The Media Loves To Hate On Co-Parenting Fathers
The always poignant Good Men wrote that Unger’s book is particularly relevant in the context of the two baseball videos that circulated on the interwebs recently. While the mother who caught the baseball was considered universally awesome, the father who dropped his daughter was portrayed as a comment on fathers’ shortcomings everywhere. Andrew Ladd wrote:
Everywhere [Unger] turns, in fact, he seems to come face-to-face with the notion that men just aren’t as good at parenting. Even the two baseball stories, he would argue, are an example of our subtle cultural biases at work: the man is presented as a typically bad father””not an unusually bad parent””while the woman is presented simply as a good mother, even though the ability to hold one thing and catch another is not exactly the first item in Dr. Spock.

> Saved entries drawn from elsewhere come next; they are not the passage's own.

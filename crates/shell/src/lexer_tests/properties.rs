// SPDX-License-Identifier: BUSL-1.1
// Copyright (c) 2026 Alfred Jean LLC

//! Property-based tests for tokenizer invariants.

use proptest::prelude::*;

use crate::lexer::Lexer;
use crate::splitter::split_pipeline;

/// Strategy for plain words with no shell metacharacters.
fn word_strategy() -> impl Strategy<Value = String> {
    "[a-zA-Z0-9_./-]{1,12}".prop_map(String::from)
}

proptest! {
    /// Invariant: every emitted token is non-empty.
    #[test]
    fn tokens_are_never_empty(input in "[ -~]{0,120}") {
        if let Ok(stage) = Lexer::tokenize(&input) {
            for token in &stage.tokens {
                prop_assert!(!token.is_empty(), "empty token for input {:?}", input);
            }
        }
    }

    /// Invariant: the tokenizer never panics on arbitrary ASCII input.
    #[test]
    fn tokenizer_never_panics(input in "[ -~\\t]{0,200}") {
        let _ = Lexer::tokenize(&input);
    }

    /// Invariant: the tokenizer never panics on mixed Unicode input.
    #[test]
    fn tokenizer_handles_unicode(input in "[a-z'\"\\\\日本語 ]{0,60}") {
        let _ = Lexer::tokenize(&input);
    }

    /// Plain words joined by single spaces tokenize back to themselves.
    #[test]
    fn plain_words_round_trip(words in prop::collection::vec(word_strategy(), 1..8)) {
        let input = words.join(" ");
        let stage = Lexer::tokenize(&input).expect("plain words must tokenize");
        prop_assert_eq!(stage.tokens, words);
    }

    /// Single-quoting makes any quote-free content one literal token.
    #[test]
    fn single_quoted_content_is_literal(content in "[ -&(-~]{1,40}") {
        // Character class excludes the single quote itself.
        let input = format!("'{}'", content);
        let stage = Lexer::tokenize(&input).expect("quoted content must tokenize");
        prop_assert_eq!(stage.tokens.len(), 1);
        prop_assert_eq!(&stage.tokens[0], &content);
    }

    /// With several stdout directives, the last target wins.
    #[test]
    fn last_stdout_directive_wins(targets in prop::collection::vec(word_strategy(), 1..5)) {
        let directives: Vec<String> =
            targets.iter().map(|t| format!("> {}", t)).collect();
        let input = format!("cmd {}", directives.join(" "));
        let stage = Lexer::tokenize(&input).expect("directives must tokenize");
        let stdout = stage.redirs.stdout.expect("stdout redirect recorded");
        prop_assert_eq!(Some(&stdout.target), targets.last());
    }

    /// Error spans stay within the input bounds.
    #[test]
    fn error_spans_are_in_bounds(input in "[ -~]{0,100}") {
        if let Err(err) = Lexer::tokenize(&input) {
            let span = err.span();
            prop_assert!(span.start <= input.len());
            prop_assert!(span.end <= input.len());
            prop_assert!(span.start <= span.end);
        }
    }

    /// The splitter never panics and splitting is stable for quote-free
    /// pipe-free text.
    #[test]
    fn splitter_never_panics(input in "[ -~]{0,150}") {
        let _ = split_pipeline(&input);
    }

    /// Quote-free, pipe-free lines come back as one trimmed stage.
    #[test]
    fn pipe_free_line_is_one_stage(words in prop::collection::vec(word_strategy(), 1..6)) {
        let line = words.join(" ");
        let parts = split_pipeline(&line);
        prop_assert_eq!(parts, vec![line]);
    }
}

The notion that men are incapable of successfully parenting is a stereotype that not only belittles men but also harms women and children. By enforcing the idea that fathers are somehow biologically unable to care for little ones, the subtext is that childrearing is strictly a woman’s responsibility — and not her choice. Painting men as domestic boneheads alludes to a larger a gender essentialist approach to family (the argument that men and women are “naturally” a certain way with no regard for cultural conditioning).
Keeping to these archaic gender essentialist depictions of men and women prevents children from having a close relationship with their father and, in turn, encourages them to impractically rely on their mother for everything from clean laundry to emotional support. Luckily, there are men and women willing to combat this detrimental myth. Let’s add Donald Unger to the list.